Estimation of lactate dehydrogenase (LDH) activity in human cardiac fibroblasts (HCF)

The lactate dehydrogenase (LDH) is normally present in the heart and skeletal muscle is responsible for anaerobic respiration of cells [45-47]. The effect of the test formulation on the percent protection of HCF cells in terms of decreased level of lactate dehydrogenase (LDH) activity is presented in Figure 3. The positive control, trimetazidine (TMZ) exhibited 20.53%, 43.08% and 85.86% protection of HCF cells (decreased of LDH activity) compared to the t-BHP group. The percent protection of HCF cells (decreased of LDH activity) was significantly increased by 82.8% and 74.5% at 0.1 µg/mL in the UT-Med + BT-TI and BT-Med + UT-TI groups, respectively as compared to the UT-Med + UT-TI group. Moreover, at 1 µg/mL, the percent protection of HCF cells (decreased of LDH activity) was significantly increased by 56.1%, 30.2% and 88.3% in the UT-Med + BT-TI, BT-Med + UT-TI and BT-Med + BT-TI groups, respectively as compared to the UT-Med + UT-TI group. Further, percent protection of HCF cells (decreased of LDH activity) was also significantly increased by 24.7%, 34% and 75.5% in the UT-Med + BT-TI, BT-Med + UT-TI and BT-Med + BT-TI groups, respectively at 10 µg/mL as compared to the UT-Med + UT-TI group (Figure 3). Overall, data found that there was a significant reduction of LDH level after Biofield Energy Treatment and protect HCF cells, which might be helpful to resist against various pathological conditions like tissue injury, necrosis, hypoxia, hemolysis or malignancies. It also indicating that the heart cells acted normally under stress and anaerobic condition and improved overall heart function.

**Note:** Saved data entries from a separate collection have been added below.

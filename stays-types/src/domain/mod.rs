//! Domain models for the booking and payment services.

pub mod booking;
pub mod transaction;

pub use booking::{Booking, BookingId, NewBooking};
pub use transaction::{PaymentMode, Transaction, TransactionId};
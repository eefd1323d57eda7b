//! HTTP request handlers for the booking service.

use std::sync::Arc;

use axum::{
    Json,
    extract::{Path, State},
    http::StatusCode,
    response::IntoResponse,
};

use stays_types::{
    AppError, BookingId, BookingRepository, CreateBookingRequest, PaymentGateway,
    ProcessPaymentRequest,
};

use crate::BookingService;
use crate::http::ApiError;

/// Application state shared across handlers.
pub struct AppState<R: BookingRepository, G: PaymentGateway> {
    pub service: BookingService<R, G>,
}

/// Create a new booking.
#[tracing::instrument(skip(state, req), fields(num_of_rooms = req.num_of_rooms))]
pub async fn create_booking<R: BookingRepository, G: PaymentGateway>(
    State(state): State<Arc<AppState<R, G>>>,
    Json(req): Json<CreateBookingRequest>,
) -> Result<impl IntoResponse, ApiError> {
    let booking = state.service.create_booking(req).await?;
    Ok((StatusCode::CREATED, Json(booking)))
}

/// Settle a booking through the payment service.
#[tracing::instrument(skip(state, req), fields(booking_id = %id, payment_mode = %req.payment_mode))]
pub async fn process_payment<R: BookingRepository, G: PaymentGateway>(
    State(state): State<Arc<AppState<R, G>>>,
    Path(id): Path<String>,
    Json(req): Json<ProcessPaymentRequest>,
) -> Result<impl IntoResponse, ApiError> {
    let booking_id: BookingId = id
        .parse()
        .map_err(|_| AppError::BadRequest("Invalid booking ID".into()))?;

    let booking = state.service.process_payment(booking_id, req).await?;
    Ok(Json(booking))
}

/// Get booking by ID.
#[tracing::instrument(skip(state), fields(booking_id = %id))]
pub async fn get_booking<R: BookingRepository, G: PaymentGateway>(
    State(state): State<Arc<AppState<R, G>>>,
    Path(id): Path<String>,
) -> Result<impl IntoResponse, ApiError> {
    let booking_id: BookingId = id
        .parse()
        .map_err(|_| AppError::BadRequest("Invalid booking ID".into()))?;

    let booking = state.service.booking(booking_id).await?;
    Ok(Json(booking))
}
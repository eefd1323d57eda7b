//! Error types for the booking and payment services.

/// Domain-level errors (business rule violations).
#[derive(Debug, thiserror::Error)]
pub enum DomainError {
    #[error("Invalid mode of payment: {0}")]
    InvalidPaymentMode(String),
}

/// Repository-level errors (data access failures).
#[derive(Debug, thiserror::Error)]
pub enum RepoError {
    #[error(transparent)]
    Domain(#[from] DomainError),

    #[error("Database error: {0}")]
    Database(String),

    #[error("Entity not found")]
    NotFound,
}

/// Errors from the payment gateway port (the cross-service call).
#[derive(Debug, thiserror::Error)]
pub enum GatewayError {
    #[error("Payment service unreachable: {0}")]
    Unreachable(String),

    #[error("Payment service rejected the request: {status} - {message}")]
    Rejected { status: u16, message: String },
}

/// Application-level errors (for HTTP responses).
///
/// Maps cleanly to HTTP status codes.
#[derive(Debug, thiserror::Error)]
pub enum AppError {
    #[error("Bad request: {0}")]
    BadRequest(String),

    #[error("Not found: {0}")]
    NotFound(String),

    #[error("Upstream payment failure: {0}")]
    UpstreamPayment(String),

    #[error("Internal error: {0}")]
    Internal(String),
}

impl From<RepoError> for AppError {
    fn from(err: RepoError) -> Self {
        match err {
            RepoError::Domain(e) => AppError::BadRequest(e.to_string()),
            RepoError::NotFound => AppError::NotFound("Resource not found".into()),
            RepoError::Database(e) => AppError::Internal(e),
        }
    }
}

impl From<GatewayError> for AppError {
    fn from(err: GatewayError) -> Self {
        AppError::UpstreamPayment(err.to_string())
    }
}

Estimation of alanine amino transferase (ALT) activity in HepG2 cells

The effect of the test formulation on protection of HepG2 cells in terms of decrease alanine amino transferase (ALT) activity is shown in Figure 4. The positive control, silymarin exhibited 16.35%, 85.83% and 114.38% protection of HepG2 cells (decreased of ALT activity) at 1, 10 and 25 µL, respectively. The protection of HepG2 cells (decreased of ALT activity) was significantly increased by 47.5%, 79.8% and 94% at 1 µg/mL in the UT-Med + BT-TI, BT-Med + UT-TI and BT-Med + BT-TI groups, respectively as compared to the UT-Med + UT-TI group. Moreover, at 10 µg/mL, percent protection of HepG2 cells (decreased of ALT activity) was increased by 35.3% and 25.5% in the BT-Med + UT-TI and BT-Med + BT-TI groups, respectively as compared to the UT-Med + UT-TI group. Further, protection of HepG2 cells (decreased of ALT activity) was also significantly increased by 11%, 30.6% and 24.4% in the UT-Med + BT-TI, BT-Med + UT-TI and BT-Med + BT-TI groups, respectively at 25 µg/mL as compared to the UT-Med + UT-TI group (Figure 4). Increased level of ALT is directly proportional to the severity of the diseases like hepatocellular injury and death [48]. Thus, the elevation of ALT enzyme chances of liver disorders [49]. Here, the Biofield Energy Treatment significantly protects liver hepatocytes in terms of reducing the level of transaminases enzyme, ALT compared to the t-BHP inducing group.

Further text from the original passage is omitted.